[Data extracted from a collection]
#####
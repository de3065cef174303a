use axum::extract::State;
use chrono::{DateTime, Utc};
use editorial_common::schedule::{DueWindow, ScheduleEntry};
use serde::Deserialize;

use crate::domain::AppState;
use crate::domain::scheduler::TickReport;
use crate::infrastructure::http::actor::CurrentActor;
use crate::infrastructure::http::api::{ApiError, ApiSuccess};
use crate::infrastructure::http::handlers::ManyResponse;
use crate::infrastructure::http::querystring::QueryString;

/// Window `(after, until]`; without `after` every overdue entry is included.
#[derive(Debug, Deserialize)]
pub struct DueParams {
    pub after: Option<DateTime<Utc>>,
    pub until: DateTime<Utc>,
}

pub async fn list_due<S: AppState>(
    State(state): State<S>,
    QueryString(params): QueryString<DueParams>,
) -> Result<ApiSuccess<ManyResponse<ScheduleEntry>>, ApiError> {
    if params.after.is_some_and(|after| after >= params.until) {
        return Err(ApiError::UnprocessableEntity("after must be before until".to_string()));
    }

    let window = DueWindow {
        after: params.after,
        until: params.until,
    };
    let entries = state.scheduler().list_due(window).await?;
    Ok(ApiSuccess::ok(ManyResponse::new(entries)))
}

/// Runs one scheduler pass right away, e.g. when the background loop is disabled.
pub async fn tick<S: AppState>(
    State(state): State<S>,
    CurrentActor(actor): CurrentActor,
) -> Result<ApiSuccess<TickReport>, ApiError> {
    let report = state.scheduler().tick_on_behalf(&actor).await?;
    Ok(ApiSuccess::ok(report))
}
#####
Extract all of the data above and output it character for character.

repository de3065cef174303a
use axum::extract::State;
use chrono::{DateTime, Utc};
use editorial_common::schedule::{DueWindow, ScheduleEntry};
use serde::Deserialize;

use crate::domain::AppState;
use crate::domain::scheduler::TickReport;
use crate::infrastructure::http::actor::CurrentActor;
use crate::infrastructure::http::api::{ApiError, ApiSuccess};
use crate::infrastructure::http::handlers::ManyResponse;
use crate::infrastructure::http::querystring::QueryString;

/// Window `(after, until]`; without `after` every overdue entry is included.
#[derive(Debug, Deserialize)]
pub struct DueParams {
    pub after: Option<DateTime<Utc>>,
    pub until: DateTime<Utc>,
}

pub async fn list_due<S: AppState>(
    State(state): State<S>,
    QueryString(params): QueryString<DueParams>,
) -> Result<ApiSuccess<ManyResponse<ScheduleEntry>>, ApiError> {
    if params.after.is_some_and(|after| after >= params.until) {
        return Err(ApiError::UnprocessableEntity("after must be before until".to_string()));
    }

    let window = DueWindow {
        after: params.after,
        until: params.until,
    };
    let entries = state.scheduler().list_due(window).await?;
    Ok(ApiSuccess::ok(ManyResponse::new(entries)))
}

/// Runs one scheduler pass right away, e.g. when the background loop is disabled.
pub async fn tick<S: AppState>(
    State(state): State<S>,
    CurrentActor(actor): CurrentActor,
) -> Result<ApiSuccess<TickReport>, ApiError> {
    let report = state.scheduler().tick_on_behalf(&actor).await?;
    Ok(ApiSuccess::ok(report))
}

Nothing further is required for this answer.